Supplementary Figure 5: Single-particle analysis of substrate-free and substrate-trapped needle complexes.

(a) Difference volume from substrate-trapped and substrate free needle complexes reconstructed without applying symmetry (C1). Surface views of half-sectioned and 15 degrees tilted three-dimensional volume of substrate-free (gray) and difference volume of substrate-trapped (blue) needle complexes reconstructed without applying symmetry (C1). (Difference corresponding to presence of substrate (Δ^sub); difference observed at the larger, inner ring-1, (Δ^IR1)). Note, that the length of the extracellular needle filament is approximately 500 Å, however, due to a smaller boxsize and additional masking used during image data processing and reconstruction, the displayed needle filament is truncated.

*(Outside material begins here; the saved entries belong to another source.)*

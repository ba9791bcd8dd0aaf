//! OpenAI-compatible LLM provider.
//!
//! Supports OpenAI, Azure OpenAI, and any local endpoint that follows the
//! OpenAI chat completions API format (Ollama, vLLM, LM Studio).

use crate::brain::LlmProvider;
use crate::config::LlmConfig;
use crate::error::LlmError;
use crate::types::{CompletionRequest, CompletionResponse, Message, Role, TokenUsage};
use async_trait::async_trait;
use reqwest::Client;
use serde_json::{Value, json};
use std::time::Duration;
use tracing::debug;

/// How requests are addressed and authenticated.
#[derive(Debug, Clone, PartialEq, Eq)]
enum Endpoint {
    /// `{base_url}/chat/completions` with a bearer token.
    OpenAi { base_url: String },
    /// `{endpoint}/openai/deployments/{deployment}/chat/completions?api-version=...`
    /// with an `api-key` header.
    Azure {
        endpoint: String,
        deployment: String,
        api_version: String,
    },
}

impl Endpoint {
    fn url(&self) -> String {
        match self {
            Endpoint::OpenAi { base_url } => {
                format!("{}/chat/completions", base_url.trim_end_matches('/'))
            }
            Endpoint::Azure {
                endpoint,
                deployment,
                api_version,
            } => format!(
                "{}/openai/deployments/{}/chat/completions?api-version={}",
                endpoint.trim_end_matches('/'),
                deployment,
                api_version
            ),
        }
    }
}

/// OpenAI-compatible LLM provider.
pub struct OpenAiCompatibleProvider {
    client: Client,
    endpoint: Endpoint,
    api_key: String,
    model: String,
    max_tokens: usize,
    timeout_secs: Option<u64>,
}

impl OpenAiCompatibleProvider {
    /// Create a new provider from configuration.
    ///
    /// Uses `config.api_key` when set, otherwise reads the environment variable
    /// named by `config.api_key_env`.
    pub fn new(config: &LlmConfig) -> Result<Self, LlmError> {
        let is_local = config.provider == "local"
            || config
                .base_url
                .as_ref()
                .map(|u| u.contains("localhost") || u.contains("127.0.0.1"))
                .unwrap_or(false);

        let api_key = config
            .api_key
            .clone()
            .or_else(|| std::env::var(&config.api_key_env).ok())
            .or_else(|| {
                if is_local {
                    // Local servers don't check the bearer token
                    debug!("No API key set for local provider; using dummy bearer token");
                    Some("local".to_string())
                } else {
                    None
                }
            })
            .ok_or_else(|| LlmError::AuthFailed {
                provider: format!(
                    "{}: env var '{}' not set",
                    config.provider, config.api_key_env
                ),
            })?;
        Self::new_with_key(config, api_key)
    }

    /// Create a new provider with an explicitly provided API key.
    pub fn new_with_key(config: &LlmConfig, api_key: String) -> Result<Self, LlmError> {
        let endpoint = if config.provider == "azure" {
            let endpoint = config.base_url.clone().ok_or_else(|| LlmError::Connection {
                message: "Azure provider requires base_url (the resource endpoint)".to_string(),
            })?;
            Endpoint::Azure {
                endpoint,
                deployment: config
                    .deployment
                    .clone()
                    .unwrap_or_else(|| config.model.clone()),
                api_version: config.api_version.clone(),
            }
        } else {
            Endpoint::OpenAi {
                base_url: config
                    .base_url
                    .clone()
                    .unwrap_or_else(|| "https://api.openai.com/v1".to_string()),
            }
        };

        let mut builder = Client::builder();
        if let Some(secs) = config.request_timeout_secs {
            builder = builder.timeout(Duration::from_secs(secs));
        }
        let client = builder.build().map_err(|e| LlmError::Connection {
            message: format!("Failed to build HTTP client: {}", e),
        })?;

        Ok(Self {
            client,
            endpoint,
            api_key,
            model: config.model.clone(),
            max_tokens: config.max_tokens,
            timeout_secs: config.request_timeout_secs,
        })
    }

    /// Convert internal messages to OpenAI JSON format.
    fn messages_to_json(messages: &[Message]) -> Vec<Value> {
        messages
            .iter()
            .map(|msg| {
                json!({
                    "role": msg.role.to_string(),
                    "content": msg.content,
                })
            })
            .collect()
    }

    fn request_body(&self, request: &CompletionRequest) -> Value {
        let mut body = json!({
            "model": request.model.as_deref().unwrap_or(&self.model),
            "messages": Self::messages_to_json(&request.messages),
            "temperature": request.temperature,
            "max_tokens": request.max_tokens.unwrap_or(self.max_tokens),
            "stream": false,
        });
        if let Some(top_p) = request.top_p {
            body["top_p"] = json!(top_p);
        }
        body
    }

    /// Parse an OpenAI-format response body into a CompletionResponse.
    fn parse_response(body: &Value, model: &str) -> Result<CompletionResponse, LlmError> {
        let choice =
            body.get("choices")
                .and_then(|c| c.get(0))
                .ok_or_else(|| LlmError::ResponseParse {
                    message: "No choices in response".to_string(),
                })?;

        let message = choice
            .get("message")
            .ok_or_else(|| LlmError::ResponseParse {
                message: "No message in choice".to_string(),
            })?;

        let finish_reason = choice
            .get("finish_reason")
            .and_then(|f| f.as_str())
            .map(|s| s.to_string());

        // A null content (e.g. content-filtered) is treated as empty text
        let content = message
            .get("content")
            .and_then(|c| c.as_str())
            .unwrap_or("")
            .to_string();

        let usage_obj = body.get("usage");
        let usage = TokenUsage {
            input_tokens: usage_obj
                .and_then(|u| u.get("prompt_tokens"))
                .and_then(|t| t.as_u64())
                .unwrap_or(0) as usize,
            output_tokens: usage_obj
                .and_then(|u| u.get("completion_tokens"))
                .and_then(|t| t.as_u64())
                .unwrap_or(0) as usize,
        };

        let resp_model = body
            .get("model")
            .and_then(|m| m.as_str())
            .unwrap_or(model)
            .to_string();

        Ok(CompletionResponse {
            message: Message::new(Role::Assistant, content),
            usage,
            model: resp_model,
            finish_reason,
        })
    }

    /// Map HTTP error status codes to LlmError variants.
    fn map_http_error(status: reqwest::StatusCode, body: &str) -> LlmError {
        match status.as_u16() {
            401 | 403 => {
                debug!(body = %body, "Authentication failed");
                LlmError::AuthFailed {
                    provider: "OpenAI-compatible".to_string(),
                }
            }
            429 => {
                // Try to parse retry-after from response
                let retry_secs = serde_json::from_str::<Value>(body)
                    .ok()
                    .and_then(|v| {
                        v.get("error")?
                            .get("message")?
                            .as_str()
                            .map(|s| s.to_string())
                    })
                    .and_then(|msg| {
                        // "Rate limit ... try again in Xs"
                        msg.split("in ")
                            .last()
                            .and_then(|s| s.trim_end_matches('s').parse::<u64>().ok())
                    })
                    .unwrap_or(5);
                LlmError::RateLimited {
                    retry_after_secs: retry_secs,
                }
            }
            status if status >= 500 => LlmError::ApiRequest {
                message: format!("Server error ({}): {}", status, body),
            },
            _ => LlmError::ApiRequest {
                message: format!("HTTP {}: {}", status, body),
            },
        }
    }
}

#[async_trait]
impl LlmProvider for OpenAiCompatibleProvider {
    async fn complete(&self, request: CompletionRequest) -> Result<CompletionResponse, LlmError> {
        let url = self.endpoint.url();
        let body = self.request_body(&request);

        debug!(url = %url, model = %self.model, messages = request.messages.len(), "Sending completion request");

        let builder = self
            .client
            .post(&url)
            .header("Content-Type", "application/json");
        let builder = match self.endpoint {
            Endpoint::Azure { .. } => builder.header("api-key", &self.api_key),
            Endpoint::OpenAi { .. } => {
                builder.header("Authorization", format!("Bearer {}", self.api_key))
            }
        };

        let response = builder.json(&body).send().await.map_err(|e| {
            if e.is_timeout() {
                LlmError::Timeout {
                    timeout_secs: self.timeout_secs.unwrap_or(0),
                }
            } else if e.is_connect() {
                LlmError::Connection {
                    message: e.to_string(),
                }
            } else {
                LlmError::ApiRequest {
                    message: format!("Request failed: {}", e),
                }
            }
        })?;

        let status = response.status();
        let response_body = response.text().await.map_err(|e| LlmError::ApiRequest {
            message: format!("Failed to read response body: {}", e),
        })?;

        if !status.is_success() {
            return Err(Self::map_http_error(status, &response_body));
        }

        let json: Value =
            serde_json::from_str(&response_body).map_err(|e| LlmError::ResponseParse {
                message: format!("Invalid JSON: {}", e),
            })?;

        Self::parse_response(&json, &self.model)
    }

    fn model_name(&self) -> &str {
        &self.model
    }
}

For comparison, entire isolated needle complexes are shown in Fig. 2b. (b) Resolution assessment by Fourier Shell Correlation. Upper panel: The resolution of substrate-free and substrate-trapped needle complexes reconstituted without symmetry (C1) corresponds to approximately 12 Angstroem (FSC=0.5). Lower panel: The resolution of substrate-free and substrate-trapped needle complexes reconstituted without symmetry (C1) and subsequently three-fold symmetrized (C3) corresponded to approximately 10 Angstroem measured at 0.5 FSC.